Assim se realizou, desde então, o que Puebla expressou como sendo o "potencial
evangelizador dos pobres" (Puebla 1147). De cada um desses bispos vale o que o bispo
Casaldáliga dirá de dom Romero: Os pobres te ensinaram a ler o evangelho.
 DOM ROMERO: TESTEMUNHO DE UMA IGREJA LIBERTADORA
Dom Romero mártir, testemunha de uma Igreja perseguida: Dom Romero vivia em
modesto quartinho do hospital da Divina Providência para cancerosos incuráveis. Na
tarde de 24 de março de 1980, celebrava missa no primeiro aniversário de dona Sara de
Pinto-dona Sarita-mãe do editor do jornal El Independiente. Na homilia falou sobre o
sentido da vida e da morte:
Quem se entrega por amor a Cristo ao serviço dos outros viverá como o grãozinho de
trigo que morre, mas morre aparentemente. Se não morresse, ficaria só. Se há colheita é
porque morre, é porque se deixa imolar nesta terra, é porque se deixa desfazer e
somente desfazendo-se, produz a colheita.
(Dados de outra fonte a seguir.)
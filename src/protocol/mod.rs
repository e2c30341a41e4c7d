pub mod bar;
pub mod dmx;
pub mod opc;
pub mod texture;

pub use bar::ColorFormat;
Quando ia começar o ofertório da missa, às 18:30 soou o disparo que lhe tirou a vida.
No caminho do pronto socorro, pronunciou suas últimas palavras: "Que Deus os
perdoe". Assim morria, mártir da libertação, uma das figuras mais representativas da
Igreja contemporânea. Sua mor te abalou o país, a América Latina, o mundo inteiro.
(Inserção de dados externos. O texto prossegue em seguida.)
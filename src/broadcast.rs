use std::sync::{Arc, OnceLock};

use parking_lot::Mutex;
use tokio::sync::Notify;

/// Single-writer, many-reader handoff of the latest value.
///
/// The cell holds one pending [`Marker`]. `publish` resolves it and installs
/// a fresh one; readers that grabbed the old marker see exactly that value,
/// however late they look. It is not a queue: a slow reader that comes back
/// after several publishes waits for the next one and never sees a backlog.
pub struct Broadcast<T> {
    pending: Mutex<Arc<Slot<T>>>,
}

struct Slot<T> {
    value: OnceLock<Arc<T>>,
    notify: Notify,
}

impl<T> Slot<T> {
    fn new() -> Arc<Self> {
        Arc::new(Self { value: OnceLock::new(), notify: Notify::new() })
    }
}

/// A reader's handle on one publish cycle.
pub struct Marker<T> {
    slot: Arc<Slot<T>>,
}

impl<T> Clone for Marker<T> {
    fn clone(&self) -> Self {
        Self { slot: self.slot.clone() }
    }
}

impl<T> Broadcast<T> {
    pub fn new() -> Self {
        Self { pending: Mutex::new(Slot::new()) }
    }

    /// Resolve the pending marker with `value` and start the next cycle.
    /// Never blocks on readers.
    pub fn publish(&self, value: T) -> Arc<T> {
        let value = Arc::new(value);
        let slot = std::mem::replace(&mut *self.pending.lock(), Slot::new());
        let _ = slot.value.set(value.clone());
        slot.notify.notify_waiters();
        value
    }

    /// The marker the next `publish` will resolve.
    pub fn marker(&self) -> Marker<T> {
        Marker { slot: self.pending.lock().clone() }
    }

    /// Wait for the next published value.
    pub async fn next(&self) -> Arc<T> {
        self.marker().wait().await
    }
}

impl<T> std::default::Default for Broadcast<T> {
    fn default() -> Self {
        Self::new()
    }
}

impl<T> Marker<T> {
    /// Resolves once this marker's cycle is published. Dropping the future
    /// only stops this reader; the marker stays valid for everyone else.
    pub async fn wait(&self) -> Arc<T> {
        loop {
            let notified = self.slot.notify.notified();
            tokio::pin!(notified);
            notified.as_mut().enable();

            if let Some(value) = self.slot.value.get() {
                return value.clone();
            }
            notified.await;
        }
    }

    pub fn try_get(&self) -> Option<Arc<T>> {
        self.slot.value.get().cloned()
    }
}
O martírio é coma a semente da libertação. O pastor da segurança a seu rebanho. A voz
dos sem voz. Denuncio a riqueza dos opressores. Também estigmatizou o servilismo
dos militares á oligarquia do dinheiro. Para defender seus interesses da instituição
armada em si mesma. Criticou os governantes. Denunciou a intervenção imperialista
dos Estados Unidos. Desmascarou as mentiras dos meios de comunicação social a
serviço dos poderosos. E criticou, a atitude intransigente e imobilista de muitos
cristãos. Don Romero, testemunho de uma igreja encarnada nos pobres. É protetor do
índio. Ele diz: os pobres o evangelizaram. Ele experimentou Deus na história. Jesus
nos pobres. Sinal de seguimento da paixão de Jesus.
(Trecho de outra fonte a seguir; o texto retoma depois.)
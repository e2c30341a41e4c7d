use serde::{Deserialize, Serialize};

use crate::color::Rgb;
use crate::segment::{LedLayout, Segment};

/// Which of a pattern's segments it affects when layered as a replacement.
///
/// `include` wins when non-empty, otherwise `exclude` removes segments from
/// the full set. A filter with both lists populated is rejected at load time.
#[derive(Clone, Debug, Default, PartialEq, Eq, Serialize, Deserialize)]
pub struct SegmentFilter {
    #[serde(default, rename = "include_segments", skip_serializing_if = "Vec::is_empty")]
    pub include: Vec<u8>,
    #[serde(default, rename = "exclude_segments", skip_serializing_if = "Vec::is_empty")]
    pub exclude: Vec<u8>,
}

impl SegmentFilter {
    pub fn all() -> Self {
        Self::default()
    }

    pub fn include(uids: impl IntoIterator<Item = u8>) -> Self {
        Self { include: uids.into_iter().collect(), exclude: Vec::new() }
    }

    pub fn exclude(uids: impl IntoIterator<Item = u8>) -> Self {
        Self { include: Vec::new(), exclude: uids.into_iter().collect() }
    }

    pub fn is_valid(&self) -> bool {
        self.include.is_empty() || self.exclude.is_empty()
    }

    pub fn selects(&self, uid: u8) -> bool {
        if !self.include.is_empty() {
            self.include.contains(&uid)
        } else {
            !self.exclude.contains(&uid)
        }
    }
}

/// The contract every visual effect satisfies, whether computed live or
/// replayed from the cache.
///
/// `animate` runs on the scheduler thread and must never block on I/O.
pub trait Pattern: Send {
    /// Bind to the object's segments. Called once, before `initialize`.
    fn prepare_segments(&mut self, layout: &LedLayout);

    fn initialize(&mut self) {}

    /// Back to the initial visual state. Idempotent.
    fn reset(&mut self);

    fn animate(&mut self, delta: f32);

    fn segments(&self) -> &[Segment];

    fn segments_mut(&mut self) -> &mut [Segment];

    fn filter(&self) -> &SegmentFilter;

    /// Console colour override. Patterns without a colour parameter ignore it.
    fn set_color(&mut self, _color: Option<Rgb>) {}
}

#[cfg(test)]
mod tests {
    use super::*;

    #[test]
    fn filter_selection() {
        assert!(SegmentFilter::all().selects(7));
        assert!(SegmentFilter::include([1, 2]).selects(2));
        assert!(!SegmentFilter::include([1, 2]).selects(3));
        assert!(!SegmentFilter::exclude([3]).selects(3));
        assert!(SegmentFilter::exclude([3]).selects(4));
    }

    #[test]
    fn both_lists_invalid() {
        let filter = SegmentFilter { include: vec![1], exclude: vec![2] };
        assert!(!filter.is_valid());
        assert!(SegmentFilter::include([1]).is_valid());
    }
}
 LUÍS ESPINAL: SINAL DE ESPERANÇA PARA O POVO BOLIVIANO
O contexto e o homem: A Bolívia é um país maravilhoso, situado no coração
geográfico da América do Sul. Mas sua grande riqueza humana e material acha-se
submetida aos interesses de algumas minorias nacionais e estrangeiras, que em pobre
ceram a maioria do país¹ e o converteram em cenário de contínuos golpes e
contragolpes militares.² A Igreja, por sua vez, acostumada ao regime de cristandade,
mais habituada a abençoar do que a profetizar, desde Medellín vem abrindo os olhos
para a nova tarefa de libertação que dela exige o evangelho.
Provavelmente as críticas ao narcotráfico serão um dos motivos da morte de espinal...
Este sistema de morte, morte rápida ou morte lenta de todo um país, submetido a
condições subumanas por uma minoria nacional que está aliada ao grande capital
internacional, não tem possibilidade de reforma. É preciso uma mudança radical, uma
alternativa diferente. Tudo está corrompido. Até a justiça é venal e os crimes políticos
permanecem impunes.
A vida e a morte de Luís têm explicação óbvia: foi um homem que amou a justiça e a
liberdade, que se colocou ao lado do povo oprimido e sofreu a repressão dos poderosos.
Há um nível de compreensão de sua vida facilmente inteligível. Os milhares de pessoas
que o acompanharam ao cemitério em gesto de dor espontâneo e bem sincero
compreenderam que Luís havia sido homem do povo e seu porta-voz.
Espinal vê, por outro lado, que o povo e os cristãos comprometidos com o povo só
recuperarão a esperança e sairão da paralisia do medo, se tais ídolos forem
desmascarados e se forem anunciados o verdadeiro Deus da vida, o evangelho de Jesus,
sem covardias, nem reticências, se se recuperar realmente a verdade que nos torna
livres.
No entanto, esta luta pela liberdade não é superficial. A libertação do povo não é
simplesmente assunto social, econômico ou político, mas escatológico, sendo que este,
incluindo os aspectos anteriores, os supera e transcende. Suas armas não são puramente
temporais ou políticas, mas são evangélicas: o amor, a justiça, a entrega, a oração, o
jejum, o seguimento de Jesus. A luta é contra a morte, a crucifixão, como a de Jesus. A
libertação autêntica é salvífica, vai além de todo reducionismo. E Espinal oferece,
sacerdotalmente, sua vida pelo povo.